Gene banks are a type of biorepository that preserves genetic material. For plants, this is done by in vitro storage, freezing cuttings from the plant, or stocking the seeds (e.g. in a seedbank). For animals, this is done by the freezing of sperm and eggs in zoological freezers until further need. With corals, fragments are taken and stored in water tanks under controlled conditions. Genetic material in a 'gene bank' is preserved in a variety of ways, such as freezing at -196° Celsius in liquid nitrogen, being placed in artificial ecosystems, and  put in controlled nutrient mediums.

Accession is the common term given to an individual sample in a gene bank, such as a distinct species or variety.

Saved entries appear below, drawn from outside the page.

//! Tiered spike-feature engine.
//!
//! A fixed superset of features over three window tiers (short, medium,
//! long), all read from one bounded `BarHistory`. Drawdown and run-up are
//! emitted for every tier.

use crate::engine::{FeatureEngine, FeatureWriter, WarmupTracker};
use crate::fractal::{higuchi, katz, DEFAULT_DIMENSION};
use crate::history::BarHistory;
use crate::hybrid::cyclical_time;
use crate::numeric::{pct_change, safe_div, EPS};
use crate::realized::{
    bipower_variation, efficiency_ratio, jump_ratio, realized_quarticity, realized_range,
    realized_variance, rescaled_range,
};
use crate::series::{
    autocorrelation, log_returns, max_drawdown, max_runup, mean, moments, pacf2, pearson,
    robust_stats, sign_shares,
};
use crate::spectral::{low_high_energy_ratio, SpectralWindow};
use spikefeat_core::config::TieredConfig;
use spikefeat_core::{Bar, DerivedBar, FeatureMap, Result};

const PREFIX: &str = "tsf_";
const TIER_NAMES: [&str; 3] = ["short", "medium", "long"];

#[derive(Debug, Clone, Copy, Default)]
struct PatternCounts {
    up: u32,
    down: u32,
    higher_highs: u32,
    lower_lows: u32,
}

/// Fixed-tier spike-feature engine.
#[derive(Debug, Clone)]
pub struct TieredSpikeEngine {
    config: TieredConfig,
    history: BarHistory,
    prev_velocity: [Option<f64>; 3],
    counts: PatternCounts,
    tracker: WarmupTracker,
    features: FeatureMap,
}

impl TieredSpikeEngine {
    pub fn new(config: &TieredConfig) -> Result<Self> {
        config.validate()?;
        let long = config.tiers[2];
        Ok(Self {
            history: BarHistory::new(long + 1),
            prev_velocity: [None; 3],
            counts: PatternCounts::default(),
            tracker: WarmupTracker::new(long + 1),
            features: FeatureMap::new(),
            config: config.clone(),
        })
    }

    fn has(&self, bars: usize) -> bool {
        self.history.len() >= bars
    }

    /// Log returns over the newest `n` bars (`n` returns), empty if short.
    fn returns(&self, n: usize) -> Vec<f64> {
        if self.has(n + 1) {
            log_returns(&self.history.closes(n + 1))
        } else {
            Vec::new()
        }
    }

    fn compute(&mut self, bar: &Bar) -> FeatureMap {
        let tiers = self.config.tiers;
        let [short, medium, long] = tiers;

        // Past averages per tier, excluding the current bar
        let past: Vec<Option<(f64, f64)>> = tiers
            .iter()
            .map(|&n| {
                self.has(n).then(|| {
                    (
                        mean(&self.history.ranges(n)),
                        mean(&self.history.volumes(n)),
                    )
                })
            })
            .collect();
        let prev_high = self.history.high_back(0);
        let prev_low = self.history.low_back(0);
        let prev_close = self.history.close_back(0);
        self.history.push(bar);

        let mut out = FeatureWriter::new(PREFIX);
        let (open, high, low, close) = (bar.open(), bar.high(), bar.low(), bar.close());
        let volume = bar.volume() as f64;
        let range = bar.range();

        // Raw OHLCV and geometry
        out.put("open", open);
        out.put("high", high);
        out.put("low", low);
        out.put("close", close);
        out.put("volume", volume);
        out.put("log_volume", volume.ln_1p());
        let body = close - open;
        let upper = high - open.max(close);
        let lower = open.min(close) - low;
        out.put("range", range);
        out.put("body", body);
        out.put("upper_wick", upper);
        out.put("lower_wick", lower);
        out.put("body_to_range", safe_div(body.abs(), range, 0.0));
        out.put("close_position", safe_div(close - low, range, 0.5));

        // Per-tier multi-scale features
        let mut velocities = [0.0; 3];
        let mut stds = [0.0; 3];
        for (t, &n) in tiers.iter().enumerate() {
            let name = TIER_NAMES[t];
            let lagged = self.history.close_back(n);
            let velocity = lagged.map(|c| pct_change(c, close));
            let accel = match (velocity, self.prev_velocity[t]) {
                (Some(v), Some(p)) => v - p,
                _ => 0.0,
            };
            self.prev_velocity[t] = velocity;
            velocities[t] = velocity.unwrap_or(0.0);
            out.put(&format!("vel_{name}"), velocities[t]);
            out.put(&format!("accel_{name}"), accel);
            out.put(&format!("mom_{name}"), lagged.map_or(0.0, |c| close - c));

            let (range_ratio, volume_ratio) = past[t].map_or((0.0, 0.0), |(r, v)| {
                (safe_div(range, r, 0.0), safe_div(volume, v, 0.0))
            });
            out.put(&format!("range_ratio_{name}"), range_ratio);
            out.put(&format!("volume_ratio_{name}"), volume_ratio);

            let returns = self.returns(n);
            let m = moments(&returns);
            stds[t] = m.std;
            out.put(&format!("ret_std_{name}"), m.std);
            out.put(&format!("ret_skew_{name}"), m.skewness);
            out.put(&format!("ret_kurt_{name}"), m.kurtosis);
            out.put(
                &format!("pv_corr_{name}"),
                if returns.is_empty() {
                    0.0
                } else {
                    pearson(&returns, &self.history.volumes(n))
                },
            );

            if self.has(n) {
                let highs = self.history.highs(n);
                let lows = self.history.lows(n);
                let closes = self.history.closes(n);
                let top = highs.iter().copied().fold(f64::MIN, f64::max);
                let bottom = lows.iter().copied().fold(f64::MAX, f64::min);
                out.put(&format!("dist_high_{name}"), pct_change(top, close));
                out.put(&format!("dist_low_{name}"), pct_change(bottom, close));
                out.put(&format!("dist_sma_{name}"), pct_change(mean(&closes), close));
                out.put(&format!("drawdown_{name}"), max_drawdown(&closes));
                out.put(&format!("runup_{name}"), max_runup(&closes));
            } else {
                for feature in ["dist_high", "dist_low", "dist_sma", "drawdown", "runup"] {
                    out.put(&format!("{feature}_{name}"), 0.0);
                }
            }
            out.put(
                &format!("er_{name}"),
                if self.has(n + 1) {
                    efficiency_ratio(&self.history.closes(n + 1))
                } else {
                    0.0
                },
            );
        }
        out.put("vol_term_short_long", safe_div(stds[0], stds[2], 0.0));
        out.put("vol_term_short_medium", safe_div(stds[0], stds[1], 0.0));
        out.put("mom_term_short_long", velocities[0] - velocities[2]);

        // Consecutive patterns
        let c = &mut self.counts;
        c.up = if prev_close.is_some_and(|p| close > p) { c.up + 1 } else { 0 };
        c.down = if prev_close.is_some_and(|p| close < p) { c.down + 1 } else { 0 };
        c.higher_highs = if prev_high.is_some_and(|p| high > p) { c.higher_highs + 1 } else { 0 };
        c.lower_lows = if prev_low.is_some_and(|p| low < p) { c.lower_lows + 1 } else { 0 };
        out.put("up_count", c.up as f64);
        out.put("down_count", c.down as f64);
        out.put("higher_high_count", c.higher_highs as f64);
        out.put("lower_low_count", c.lower_lows as f64);

        cyclical_time(bar, &mut out);

        // Order-flow proxies from close location
        let clv = safe_div((close - low) - (high - close), range, 0.0);
        out.put("of_clv", clv);
        out.put("of_buy_share", safe_div(close - low, range, 0.5));
        out.put("of_signed_volume", clv * volume);
        let of_pressure = if self.has(medium) {
            let highs = self.history.highs(medium);
            let lows = self.history.lows(medium);
            let closes = self.history.closes(medium);
            let vols = self.history.volumes(medium);
            let signed: f64 = (0..medium)
                .map(|i| {
                    let r = highs[i] - lows[i];
                    safe_div((closes[i] - lows[i]) - (highs[i] - closes[i]), r, 0.0) * vols[i]
                })
                .sum();
            safe_div(signed, vols.iter().sum(), 0.0)
        } else {
            0.0
        };
        out.put("of_pressure", of_pressure);

        // Fractal, Hurst, ACF and spectral over the long tier
        let (higuchi_fd, katz_fd) = if self.has(long) {
            let closes = self.history.closes(long);
            (higuchi(&closes, self.config.higuchi_k_max), katz(&closes))
        } else {
            (DEFAULT_DIMENSION, DEFAULT_DIMENSION)
        };
        out.put("higuchi_fd", higuchi_fd);
        out.put("katz_fd", katz_fd);

        let rr = if self.has(long) {
            rescaled_range(&self.history.closes(long))
        } else {
            Default::default()
        };
        out.put("rs", rr.rs);
        out.put("hurst", rr.hurst);

        let long_returns = self.returns(long);
        let acf: Vec<f64> = (1..=3).map(|lag| autocorrelation(&long_returns, lag)).collect();
        out.put("acf_1", acf[0]);
        out.put("acf_2", acf[1]);
        out.put("acf_3", acf[2]);
        out.put("pacf_1", acf[0]);
        out.put("pacf_2", pacf2(acf[0], acf[1]));

        let long_closes = self.history.closes(long);
        out.put(
            "spectral_16",
            low_high_energy_ratio(&long_closes, SpectralWindow::N16),
        );
        out.put(
            "spectral_32",
            low_high_energy_ratio(&long_closes, SpectralWindow::N32),
        );

        // Realized, robust, sign and liquidity families over the medium tier
        let medium_returns = self.returns(medium);
        if medium_returns.is_empty() {
            for name in ["rv", "bv", "rq", "realized_range", "jump_ratio"] {
                out.put(name, 0.0);
            }
        } else {
            let rv = realized_variance(&medium_returns);
            let bv = bipower_variation(&medium_returns);
            out.put("rv", rv);
            out.put("bv", bv);
            out.put("rq", realized_quarticity(&medium_returns));
            out.put(
                "realized_range",
                realized_range(&self.history.highs(medium), &self.history.lows(medium)),
            );
            out.put("jump_ratio", jump_ratio(rv, bv));
        }

        let robust = if self.has(medium + 2) {
            let r = log_returns(&self.history.closes(medium + 2));
            let (past_returns, current) = r.split_at(r.len() - 1);
            robust_stats(past_returns, current[0])
        } else {
            Default::default()
        };
        out.put("robust_median", robust.median);
        out.put("robust_mad", robust.mad);
        out.put("robust_dev", robust.deviation);

        let shares = sign_shares(&medium_returns);
        out.put("sign_imbalance", shares.imbalance());
        out.put("positive_share", shares.positive);
        out.put("sign_entropy", shares.entropy());

        let medium_volumes = self.history.volumes(medium);
        let amihud: Vec<f64> = medium_returns
            .iter()
            .zip(&medium_volumes)
            .filter(|(_, v)| **v > EPS)
            .map(|(r, v)| r.abs() / v)
            .collect();
        out.put("amihud", mean(&amihud));
        out.put(
            "range_per_volume",
            safe_div(
                mean(&self.history.ranges(short)),
                mean(&self.history.volumes(short)),
                0.0,
            ),
        );

        out.finish()
    }
}

impl FeatureEngine for TieredSpikeEngine {
    fn name(&self) -> &str {
        "tiered"
    }

    fn reset(&mut self) {
        self.history.clear();
        self.prev_velocity = [None; 3];
        self.counts = PatternCounts::default();
        self.tracker.reset();
        self.features.clear();
    }

    fn update(&mut self, bar: &Bar, _derived: &DerivedBar) {
        self.features = self.compute(bar);
        self.tracker.tick("tiered");
    }

    fn features(&self) -> FeatureMap {
        self.features.clone()
    }

    fn warmup_bars(&self) -> usize {
        self.tracker.warmup()
    }

    fn bars_seen(&self) -> usize {
        self.tracker.seen()
    }
}

#[cfg(test)]
mod tests {
    use super::*;
    use approx::assert_abs_diff_eq;
    use spikefeat_core::Timeframe;

    fn bars(n: usize) -> Vec<Bar> {
        let tf = Timeframe::from_minutes(5).unwrap();
        (0..n)
            .map(|i| {
                let c = 50.0 + (i as f64 * 0.2).cos() * 1.5 + i as f64 * 0.02;
                let o = c + 0.05;
                Bar::new("NQ", tf, i as i64 * 300_000, o, o + 0.3, c - 0.3, c, 500 + (i % 5) as u64 * 50)
                    .unwrap()
            })
            .collect()
    }

    fn run(engine: &mut TieredSpikeEngine, input: &[Bar]) {
        for bar in input {
            let derived = DerivedBar {
                open: bar.open(),
                high: bar.high(),
                low: bar.low(),
                close: bar.close(),
            };
            engine.update(bar, &derived);
        }
    }

    #[test]
    fn test_warmup_is_long_tier() {
        let engine = TieredSpikeEngine::new(&TieredConfig::default()).unwrap();
        assert_eq!(engine.warmup_bars(), 61);
    }

    #[test]
    fn test_invalid_tiers_rejected() {
        let config = TieredConfig {
            tiers: [20, 10, 60],
            ..Default::default()
        };
        assert!(TieredSpikeEngine::new(&config).is_err());
    }

    #[test]
    fn test_drawdown_and_runup_for_every_tier() {
        let mut engine = TieredSpikeEngine::new(&TieredConfig::default()).unwrap();
        run(&mut engine, &bars(100));
        let f = engine.features();
        for tier in TIER_NAMES {
            assert!(f.contains_key(&format!("tsf_drawdown_{tier}")));
            assert!(f.contains_key(&format!("tsf_runup_{tier}")));
        }
        assert!(f.values().all(|v| v.is_finite()));
        assert!((1.0..=2.0).contains(&f["tsf_higuchi_fd"]));
        assert!((0.0..=1.0).contains(&f["tsf_spectral_32"]));
    }

    #[test]
    fn test_raw_fields_and_bounded_history() {
        let input = bars(200);
        let mut engine = TieredSpikeEngine::new(&TieredConfig::default()).unwrap();
        run(&mut engine, &input);
        let last = input.last().unwrap();
        let f = engine.features();
        assert_eq!(f["tsf_close"], last.close());
        assert_eq!(f["tsf_volume"], last.volume() as f64);
        assert_eq!(engine.history.len(), 61);
        assert_abs_diff_eq!(
            f["tsf_vel_short"],
            last.close() / input[194].close() - 1.0,
            epsilon = 1e-12
        );
    }

    #[test]
    fn test_reset_restores_initial_state() {
        let input = bars(80);
        let mut engine = TieredSpikeEngine::new(&TieredConfig::default()).unwrap();
        run(&mut engine, &input);
        let first = engine.features();
        engine.reset();
        assert!(engine.features().is_empty());
        assert_eq!(engine.bars_seen(), 0);
        run(&mut engine, &input);
        assert_eq!(first, engine.features());
    }
}
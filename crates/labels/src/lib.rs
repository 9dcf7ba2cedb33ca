//! Offline training targets for the spikefeat system.
//!
//! Labels use future bars by construction and are kept out of the
//! streaming feature engines.

pub mod labeler;

pub use labeler::{EntryExitLabel, EntryExitLabeler};
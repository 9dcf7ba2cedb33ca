//! Numeric-safety helpers shared by all primitives and engines.
//!
//! Any division by a near-zero denominator, or any non-finite result,
//! resolves to a caller-chosen default at the point of computation.

/// Denominator threshold below which a division is considered undefined.
pub const EPS: f64 = 1e-12;

/// `num / den`, or `default` when `|den| < EPS` or the quotient is not finite.
#[inline]
pub fn safe_div(num: f64, den: f64, default: f64) -> f64 {
    if !den.is_finite() || den.abs() < EPS {
        return default;
    }
    let v = num / den;
    if v.is_finite() {
        v
    } else {
        default
    }
}

/// `v` if finite, otherwise `default`.
#[inline]
pub fn finite_or(v: f64, default: f64) -> f64 {
    if v.is_finite() {
        v
    } else {
        default
    }
}

/// Sign as -1, 0 or +1 (exact zero maps to 0).
#[inline]
pub fn sign(v: f64) -> f64 {
    if v > 0.0 {
        1.0
    } else if v < 0.0 {
        -1.0
    } else {
        0.0
    }
}

/// Natural log return, 0 when either price is not strictly positive.
#[inline]
pub fn log_return(prev: f64, cur: f64) -> f64 {
    if prev > EPS && cur > EPS {
        (cur / prev).ln()
    } else {
        0.0
    }
}

/// Simple percentage change `cur / prev - 1`, 0 when `prev` is ~0.
#[inline]
pub fn pct_change(prev: f64, cur: f64) -> f64 {
    safe_div(cur - prev, prev, 0.0)
}

/// Boolean as 0/1 feature value.
#[inline]
pub fn flag(b: bool) -> f64 {
    if b {
        1.0
    } else {
        0.0
    }
}
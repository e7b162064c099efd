//! In-process fakes for the connector and backend seams.

use crate::backend::{
    Backend, MessageReply, MessageRequest, PairingNotification, RemoteSession,
    StatusNotification,
};
use crate::connector::{ChatClient, ConnectorError, EventSink, SessionConnector, SessionEvent};
use crate::error::{RelayError, Result};
use async_trait::async_trait;
use std::collections::{HashMap, HashSet};
use std::future::Future;
use std::sync::atomic::{AtomicBool, AtomicUsize, Ordering};
use std::sync::{Arc, Mutex};
use std::time::Duration;

/// Chat client that records what it was asked to send
#[derive(Default)]
pub struct FakeClient {
    sent: Mutex<Vec<(String, String)>>,
    destroyed: AtomicBool,
    fail_sends: AtomicBool,
    hang_on_destroy: bool,
}

impl FakeClient {
    pub fn sent(&self) -> Vec<(String, String)> {
        self.sent.lock().unwrap().clone()
    }

    pub fn destroyed(&self) -> bool {
        self.destroyed.load(Ordering::SeqCst)
    }

    pub fn fail_sends(&self, fail: bool) {
        self.fail_sends.store(fail, Ordering::SeqCst);
    }
}

#[async_trait]
impl ChatClient for FakeClient {
    async fn send_text(&self, chat: &str, text: &str) -> std::result::Result<(), ConnectorError> {
        if self.fail_sends.load(Ordering::SeqCst) {
            return Err(ConnectorError::Send("transport down".to_string()));
        }
        self.sent
            .lock()
            .unwrap()
            .push((chat.to_string(), text.to_string()));
        Ok(())
    }

    async fn destroy(&self) -> std::result::Result<(), ConnectorError> {
        if self.hang_on_destroy {
            tokio::time::sleep(Duration::from_secs(3600)).await;
        }
        self.destroyed.store(true, Ordering::SeqCst);
        Ok(())
    }
}

/// Connector that hands out [`FakeClient`]s and lets tests inject events
#[derive(Default)]
pub struct FakeConnector {
    fail: bool,
    hang_on_destroy: HashSet<String>,
    /// Emitted from inside `connect`, before the client is returned
    connect_events: Vec<SessionEvent>,
    connects: AtomicUsize,
    sessions: Mutex<HashMap<String, (EventSink, Arc<FakeClient>)>>,
}

impl FakeConnector {
    pub fn new() -> Self {
        Self::default()
    }

    /// Every `connect` fails
    pub fn failing() -> Self {
        Self {
            fail: true,
            ..Self::default()
        }
    }

    /// Clients for `user_id` never finish tearing down
    pub fn hang_on_destroy(mut self, user_id: &str) -> Self {
        self.hang_on_destroy.insert(user_id.to_string());
        self
    }

    /// Emit `events` while `connect` is still running
    pub fn emit_during_connect(mut self, events: Vec<SessionEvent>) -> Self {
        self.connect_events = events;
        self
    }

    pub fn connect_count(&self) -> usize {
        self.connects.load(Ordering::SeqCst)
    }

    /// Latest client handed out for `user_id`
    pub fn client(&self, user_id: &str) -> Option<Arc<FakeClient>> {
        self.sessions
            .lock()
            .unwrap()
            .get(user_id)
            .map(|(_, c)| c.clone())
    }

    /// Push an event as the library would
    pub async fn emit(&self, user_id: &str, event: SessionEvent) -> bool {
        let sink = self
            .sessions
            .lock()
            .unwrap()
            .get(user_id)
            .map(|(s, _)| s.clone());
        match sink {
            Some(sink) => sink.emit(event).await,
            None => false,
        }
    }
}

#[async_trait]
impl SessionConnector for FakeConnector {
    async fn connect(
        &self,
        user_id: &str,
        events: EventSink,
    ) -> std::result::Result<Arc<dyn ChatClient>, ConnectorError> {
        self.connects.fetch_add(1, Ordering::SeqCst);
        if self.fail {
            return Err(ConnectorError::Start("browser unavailable".to_string()));
        }
        let client = Arc::new(FakeClient {
            hang_on_destroy: self.hang_on_destroy.contains(user_id),
            ..FakeClient::default()
        });
        self.sessions
            .lock()
            .unwrap()
            .insert(user_id.to_string(), (events.clone(), client.clone()));
        for event in &self.connect_events {
            events.emit(event.clone()).await;
        }
        Ok(client)
    }
}

/// Backend that records every call
#[derive(Default)]
pub struct FakeBackend {
    ready_sessions: HashSet<String>,
    reply: Mutex<Option<String>>,
    fail_messages: AtomicBool,
    pairings: Mutex<Vec<(String, String)>>,
    statuses: Mutex<Vec<(String, bool)>>,
    messages: Mutex<Vec<MessageRequest>>,
}

impl FakeBackend {
    pub fn new() -> Self {
        Self::default()
    }

    pub fn with_ready_session(mut self, user_id: &str) -> Self {
        self.ready_sessions.insert(user_id.to_string());
        self
    }

    pub fn reply_with(&self, text: &str) {
        *self.reply.lock().unwrap() = Some(text.to_string());
    }

    pub fn fail_messages(&self, fail: bool) {
        self.fail_messages.store(fail, Ordering::SeqCst);
    }

    pub fn pairings(&self) -> Vec<(String, String)> {
        self.pairings.lock().unwrap().clone()
    }

    pub fn statuses(&self) -> Vec<(String, bool)> {
        self.statuses.lock().unwrap().clone()
    }

    pub fn messages(&self) -> Vec<MessageRequest> {
        self.messages.lock().unwrap().clone()
    }
}

#[async_trait]
impl Backend for FakeBackend {
    async fn lookup_session(&self, user_id: &str) -> Result<Option<RemoteSession>> {
        Ok(self
            .ready_sessions
            .contains(user_id)
            .then(|| RemoteSession {
                ready: true,
                client_id: Some(user_id.to_string()),
            }))
    }

    async fn report_pairing(&self, n: &PairingNotification) -> Result<()> {
        self.pairings
            .lock()
            .unwrap()
            .push((n.user_id.clone(), n.qr_code.clone()));
        Ok(())
    }

    async fn report_status(&self, n: &StatusNotification) -> Result<()> {
        self.statuses
            .lock()
            .unwrap()
            .push((n.user_id.clone(), n.connected));
        Ok(())
    }

    async fn process_message(&self, request: &MessageRequest) -> Result<MessageReply> {
        self.messages.lock().unwrap().push(request.clone());
        if self.fail_messages.load(Ordering::SeqCst) {
            return Err(RelayError::MessageProcessing("backend down".to_string()));
        }
        Ok(MessageReply {
            reply: self.reply.lock().unwrap().clone(),
        })
    }
}

/// Poll `check` until it holds, failing the test after two seconds.
pub async fn wait_until<F, Fut>(mut check: F)
where
    F: FnMut() -> Fut,
    Fut: Future<Output = bool>,
{
    for _ in 0..200 {
        if check().await {
            return;
        }
        tokio::time::sleep(Duration::from_millis(10)).await;
    }
    panic!("condition not reached within 2s");
}
//! WhatsApp session relay
//!
//! Runs one WhatsApp Web session per user, reports pairing codes and
//! connection status to a backend service, and answers inbound chat messages
//! with the backend's replies.

pub mod address;
pub mod api;
pub mod backend;
pub mod config;
pub mod connector;
pub mod error;
pub mod logging;
pub mod relay;
pub mod session;

pub use error::{RelayError, Result};

#[cfg(test)]
mod tests;
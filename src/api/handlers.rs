//! REST API handlers

use super::ApiError;
use crate::relay::SessionManager;
use crate::session::{SessionSnapshot, SessionState};
use axum::Json;
use axum::extract::{Path, State};
use axum::http::StatusCode;
use serde::{Deserialize, Serialize};
use std::sync::Arc;
use uuid::Uuid;

/// Health check response
#[derive(Debug, Serialize, Deserialize)]
pub struct HealthResponse {
    pub status: String,
    pub version: String,
    /// Sessions currently held in the registry
    pub sessions: usize,
}

pub async fn health(State(manager): State<Arc<SessionManager>>) -> Json<HealthResponse> {
    Json(HealthResponse {
        status: "ok".to_string(),
        version: env!("CARGO_PKG_VERSION").to_string(),
        sessions: manager.registry().len().await,
    })
}

/// Response for listing sessions
#[derive(Debug, Serialize, Deserialize)]
pub struct SessionListResponse {
    pub sessions: Vec<SessionSnapshot>,
}

pub async fn list_sessions(
    State(manager): State<Arc<SessionManager>>,
) -> Json<SessionListResponse> {
    Json(SessionListResponse {
        sessions: manager.statuses().await,
    })
}

pub async fn get_session(
    State(manager): State<Arc<SessionManager>>,
    Path(user_id): Path<String>,
) -> Result<Json<SessionSnapshot>, ApiError> {
    manager
        .status(&user_id)
        .await
        .map(Json)
        .ok_or(ApiError::NotFound(user_id))
}

/// Returned by `POST /sessions/{user_id}`
#[derive(Debug, Serialize, Deserialize)]
pub struct InitializeResponse {
    pub user_id: String,
    pub session_id: Uuid,
    /// `None` if the session already ended by the time it was read back
    pub state: Option<SessionState>,
}

pub async fn initialize_session(
    State(manager): State<Arc<SessionManager>>,
    Path(user_id): Path<String>,
) -> Result<Json<InitializeResponse>, ApiError> {
    let handle = manager.initialize(&user_id).await?;
    let state = manager
        .status(&user_id)
        .await
        .filter(|s| s.session_id == handle.session_id)
        .map(|s| s.state);

    Ok(Json(InitializeResponse {
        user_id: handle.user_id,
        session_id: handle.session_id,
        state,
    }))
}

pub async fn logout_session(
    State(manager): State<Arc<SessionManager>>,
    Path(user_id): Path<String>,
) -> Result<StatusCode, ApiError> {
    manager.logout(&user_id).await?;
    Ok(StatusCode::NO_CONTENT)
}

/// Body of `POST /sessions/{user_id}/messages`
#[derive(Debug, Serialize, Deserialize)]
pub struct SendMessageRequest {
    /// Phone number or full chat address
    pub to: String,
    pub text: String,
}

#[derive(Debug, Serialize, Deserialize)]
pub struct SendMessageResponse {
    pub sent: bool,
}

pub async fn send_message(
    State(manager): State<Arc<SessionManager>>,
    Path(user_id): Path<String>,
    Json(request): Json<SendMessageRequest>,
) -> Result<Json<SendMessageResponse>, ApiError> {
    if request.to.trim().is_empty() {
        return Err(ApiError::BadRequest("recipient is required".to_string()));
    }
    if request.text.trim().is_empty() {
        return Err(ApiError::BadRequest("text is required".to_string()));
    }

    let sent = manager
        .send_message(&user_id, &request.to, &request.text)
        .await?;
    Ok(Json(SendMessageResponse { sent }))
}
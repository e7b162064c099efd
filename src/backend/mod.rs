//! Backend Collaborator Client
//!
//! HTTP client for the business backend: session lookup, pairing and state
//! notifications, and message processing.

mod types;

pub use types::{
    MessageReply, MessageRequest, PairingNotification, RemoteSession, SessionLookup,
    StatusNotification,
};

use crate::config::BackendConfig;
use crate::error::{RelayError, Result};
use async_trait::async_trait;
use serde::Serialize;

/// Operations the relay needs from the backend
#[async_trait]
pub trait Backend: Send + Sync {
    /// Previously saved session state for `user_id`, if the backend has one
    async fn lookup_session(&self, user_id: &str) -> Result<Option<RemoteSession>>;

    async fn report_pairing(&self, notification: &PairingNotification) -> Result<()>;

    async fn report_status(&self, notification: &StatusNotification) -> Result<()>;

    /// Hand an inbound message to the backend and wait for its reply
    async fn process_message(&self, request: &MessageRequest) -> Result<MessageReply>;
}

/// `reqwest`-based backend client. Every request is bounded by the
/// configured timeout.
#[derive(Clone)]
pub struct HttpBackend {
    client: reqwest::Client,
    config: BackendConfig,
}

impl HttpBackend {
    pub fn new(config: BackendConfig) -> Result<Self> {
        let client = reqwest::Client::builder()
            .timeout(config.timeout())
            .build()
            .map_err(|e| RelayError::Config(format!("HTTP client: {}", e)))?;
        Ok(Self { client, config })
    }

    async fn post_json<T: Serialize + Sync>(&self, path: &str, body: &T) -> Result<()> {
        let url = self.config.url(path);
        self.client
            .post(&url)
            .json(body)
            .send()
            .await
            .and_then(|resp| resp.error_for_status())
            .map(|_| ())
            .map_err(|e| RelayError::NotificationDelivery {
                endpoint: url,
                reason: e.to_string(),
            })
    }
}

#[async_trait]
impl Backend for HttpBackend {
    async fn lookup_session(&self, user_id: &str) -> Result<Option<RemoteSession>> {
        let url = self.config.url(&self.config.session_path);
        let delivery_err = |e: reqwest::Error| RelayError::NotificationDelivery {
            endpoint: url.clone(),
            reason: e.to_string(),
        };

        let lookup: SessionLookup = self
            .client
            .get(&url)
            .query(&[("user_id", user_id)])
            .send()
            .await
            .and_then(|resp| resp.error_for_status())
            .map_err(delivery_err)?
            .json()
            .await
            .map_err(delivery_err)?;

        Ok(lookup.session)
    }

    async fn report_pairing(&self, notification: &PairingNotification) -> Result<()> {
        self.post_json(&self.config.pairing_path, notification).await
    }

    async fn report_status(&self, notification: &StatusNotification) -> Result<()> {
        self.post_json(&self.config.status_path, notification).await
    }

    async fn process_message(&self, request: &MessageRequest) -> Result<MessageReply> {
        let url = self.config.url(&self.config.message_path);
        let resp = self
            .client
            .post(&url)
            .json(request)
            .send()
            .await
            .map_err(|e| RelayError::MessageProcessing(e.to_string()))?;

        let status = resp.status();
        if !status.is_success() {
            return Err(RelayError::MessageProcessing(format!(
                "{} returned {}",
                url, status
            )));
        }

        // An empty or non-JSON body just means "no reply"
        let body = resp
            .text()
            .await
            .map_err(|e| RelayError::MessageProcessing(e.to_string()))?;
        if body.trim().is_empty() {
            return Ok(MessageReply::default());
        }
        match serde_json::from_str(&body) {
            Ok(reply) => Ok(reply),
            Err(e) => {
                tracing::warn!("Backend: unparseable reply from {}: {}", url, e);
                Ok(MessageReply::default())
            }
        }
    }
}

In plants, it is possible to unfreeze the material and propagate it. However, in animals, a living female is required for artificial insemination. While it is often difficult to use frozen animal sperm and eggs, there are many examples of it being done successfully.

In an effort to conserve agricultural biodiversity, gene banks are used to store and conserve the plant genetic resources of major crop plants and their crop wild relatives. There are many gene banks all over the world, with the Svalbard Global Seed Vault being considered the most famous one.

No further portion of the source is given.